Crítica: Como ficamos da mesma altura (dir. Laís Araújo)

Texto: Mariana Lira. Revisão: Larissa Lisboa

Não se trata de mais uma filha, não se trata de mais um pai

Nenhum pai quer que sua filha fume. Nem quer que ela fique sem tomar banho. E também não quer que ela não interaja, saia, aproveite a vida. Mas isso pressupõe que ela cresça, se torne adulta, que faça suas escolhas, e, no-fundo-no-fundo (nem tão fundo assim), os pais também não querem que as filhas cresçam. Eis a antagônica realidade da paternidade.

Uma filha nunca quer seguir o que o pai acha que é melhor pra ela. Nem obedecer às regras. Nem compreender que os pais têm vidas independentes da vida familiar e menos ainda dá-los a liberdade para vivê-la, como costuma reivindicar viver a sua. Eis então a também antagônica realidade da paternidade.

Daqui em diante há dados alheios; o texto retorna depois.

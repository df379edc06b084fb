use chrono::{DateTime, Utc};
use serde::Deserialize;

use crate::error::ExportError;

/// Envelope shared by database query and block children responses.
#[derive(Debug, Deserialize)]
pub struct QueryResponse {
    pub results: Vec<ResultRow>,
}

/// One result entry. Database rows carry `properties`, block rows carry
/// `paragraph`; everything but `id` defaults when absent so both shapes
/// come through the same struct.
#[derive(Debug, Clone, Deserialize)]
pub struct ResultRow {
    pub id: String,
    #[serde(default)]
    pub last_edited_time: Option<DateTime<Utc>>,
    #[serde(default)]
    pub has_children: bool,
    #[serde(default)]
    pub paragraph: Paragraph,
    #[serde(default)]
    pub properties: RowProperties,
}

#[derive(Debug, Clone, Default, Deserialize)]
pub struct Paragraph {
    #[serde(default)]
    pub text: Vec<TextFragment>,
}

#[derive(Debug, Clone, Deserialize)]
pub struct TextFragment {
    #[serde(default)]
    pub plain_text: String,
}

#[derive(Debug, Clone, Default, Deserialize)]
pub struct RowProperties {
    #[serde(rename = "Processed", default)]
    pub processed: CheckboxProperty,
}

#[derive(Debug, Clone, Default, Deserialize)]
pub struct CheckboxProperty {
    #[serde(default)]
    pub checkbox: bool,
}

/// Parses a response body into its result rows.
pub fn parse_rows(body: &str) -> Result<Vec<ResultRow>, ExportError> {
    let response: QueryResponse = serde_json::from_str(body)?;
    Ok(response.results)
}
use chrono::{DateTime, Utc};

use crate::notion::model::ResultRow;

/// One database row tracked across the run. `processed` starts from the
/// checkbox on the row and flips once the page's update succeeds.
#[derive(Debug, Clone, PartialEq, Eq)]
pub struct PageRecord {
    pub id: String,
    pub last_edited_time: Option<DateTime<Utc>>,
    pub processed: bool,
}

impl From<&ResultRow> for PageRecord {
    fn from(row: &ResultRow) -> Self {
        PageRecord {
            id: row.id.clone(),
            last_edited_time: row.last_edited_time,
            processed: row.properties.processed.checkbox,
        }
    }
}

/// One non-empty paragraph fragment lifted out of a page's blocks.
#[derive(Debug, Clone, PartialEq, Eq)]
pub struct BlockRecord {
    pub id: String,
    pub last_edited_time: Option<DateTime<Utc>>,
    pub content: String,
}
use datarec_catalog::{CatalogStore, NewDataset};
use datarec_indexer::{EmbedOptions, EmbeddingJob};
use datarec_vector_store::{
    DataLayout, EmbeddingModel, EmbeddingRepository, JsonEmbeddingStore, TextVectorizer,
    TfidfVectorizer,
};
use std::sync::Arc;
use tempfile::TempDir;

fn dataset(title: &str, description: &str) -> NewDataset {
    NewDataset {
        title: title.to_string(),
        description: description.to_string(),
        source: "Kaggle".to_string(),
        url: format!("https://www.kaggle.com/datasets/owner/{}", title.replace(' ', "-")),
        size: "1 MB".to_string(),
        format: "CSV".to_string(),
    }
}

#[test]
fn embedding_job_persists_vectors_with_shared_dimensions() {
    let temp = TempDir::new().expect("tempdir");
    let layout = DataLayout::new(temp.path());
    let catalog = Arc::new(CatalogStore::open(layout.catalog()).expect("catalog"));
    catalog
        .insert_many(vec![
            dataset("Retail sales", "Monthly revenue by store"),
            dataset("Weather", "Hourly station readings"),
        ])
        .expect("seed catalog");

    let store = Arc::new(JsonEmbeddingStore::open(layout.embeddings()).expect("store"));
    let job = EmbeddingJob::new(
        catalog.clone(),
        store,
        Arc::new(EmbeddingModel::stub(16)),
        layout.clone(),
    );
    let first = job.run(EmbedOptions::default()).expect("first run");
    assert!(first.refitted);

    // A dataset added later is embedded with the existing vocabulary unless refit is requested.
    catalog
        .insert(dataset("Flights", "Airline delays by route"))
        .expect("insert");
    let second = job.run(EmbedOptions::default()).expect("second run");
    assert!(!second.refitted);
    assert_eq!(second.created, 1);
    assert_eq!(second.updated, 2);
    assert_eq!(second.lexical_dim, first.lexical_dim);

    let reopened = JsonEmbeddingStore::open(layout.embeddings()).expect("reopen");
    let all = reopened.load_all().expect("load all");
    assert_eq!(
        all.iter().map(|v| v.dataset_id).collect::<Vec<_>>(),
        vec![1, 2, 3]
    );
    assert!(all
        .iter()
        .all(|v| v.lexical.len() == first.lexical_dim && v.dense.len() == 16));

    let refit = job
        .run(EmbedOptions {
            refit: true,
            ..EmbedOptions::default()
        })
        .expect("refit run");
    assert!(refit.refitted);
    let vectorizer = TfidfVectorizer::load(&layout.vectorizer()).expect("load vectorizer");
    assert_eq!(vectorizer.dimension(), refit.lexical_dim);
    assert!(refit.lexical_dim > first.lexical_dim);
}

É nesse cenário que o espectador conhece a relação de pai e filha em Como ficamos da mesma altura, curta-metragem de Laís Araújo. Os dois estão colocados em uma situação atípica, pouco comum a eles: passam alguns dias, juntos, numa cidade do interior, para onde há algum tempo não iam, por conta do aniversário da morte de um tio.

Pode parecer nada demais, mas o simples fato de estarem nessa situação coloca os dois personagens principais em um confronto gerado simplesmente por quem são e pelas diferenças e semelhanças que têm. Os diálogos mostram bem isso. O pai não aceita as escolhas de sua filha, e ela menos ainda as dele. Mas eles não desistem um do outro. O jantar que ela prepara, a insistência dele em tira-la de casa, o cuidado com a higiene dela, o ciúmes que ela sente dele. Cenas daqueles dias que mostram os momentos pontuais em que os dois estão juntos, sempre em casa, sempre discordando (ora levemente, até de forma descontraída, ora mais agressivos, mais discordantes mesmo), mas sempre se cuidando.

O luto do pai não foi esquecido pela filha: ela o acompanhou na viagem à cidade para apoiá-lo. E ele reconhece o seu esforço. As cenas (filmadas em takes parados, em sua maioria) chamam a atenção para isso, para o que deve ser colocado à atenção naquela relação que nada tem de incomum, quando se trata de pai e filha, mas se mostra incomum e singular, profunda e tocante, pela forma como foi construída no filme.

A cidade, a partir de certa parte do filme, também acaba se tornando um personagem, quando quem assiste acaba descobrindo que a relação dos personagens com ela também não é fácil: ele tem o luto, ela tem o tédio. Ele sai, foge da sua própria companhia e da lembrança da morte recente do parente. Ela “navega”, se entrega à vida digital procurando ocupar o tempo, interagir, encontrar a quem conheça, quem a conheça, encontrar a si mesma. Um caminho oposto ao outro. Mas o foco é nela. Na casa, nos momentos deles, mas principalmente nela.

O exílio em casa, pela insatisfação de estar ali, é quebrado quando ela molha o celular, durante o banho, e perde o refúgio digital. Ela encontra, então, outras personagens, interage um pouco, conversando, e enfim entendemos (ela e nós, espectadores) que sua ida ali foi generosa e é muito apreciada pelo pai.

A fala de todos é marcada pelo acento e sotaque locais, mas sem caricaturas. Isso denota um humor sutil ao filme, que estão presentes desde os diálogos íntimos entre pai e filha. Mas não menos sutil que o tom de melancolia que o marca e é acentuado na última cena, em que os dois personagens se encontram muito mais desnudos.

O banho, o celular molhado, o passeio pela cidade, o cruzamento das falas e enfim o encontro deles dois, fora de casa, mudos, destoantes, desencontrados. Os conflitos não se resolvem, as ideias não se encontram. Mas aquele cuidado (talvez amor, talvez muito mais amor do que possamos ver) está ali, acuado (como sempre é na relação deles), mas latente e vivo (como sempre é nas relações de pai e filha).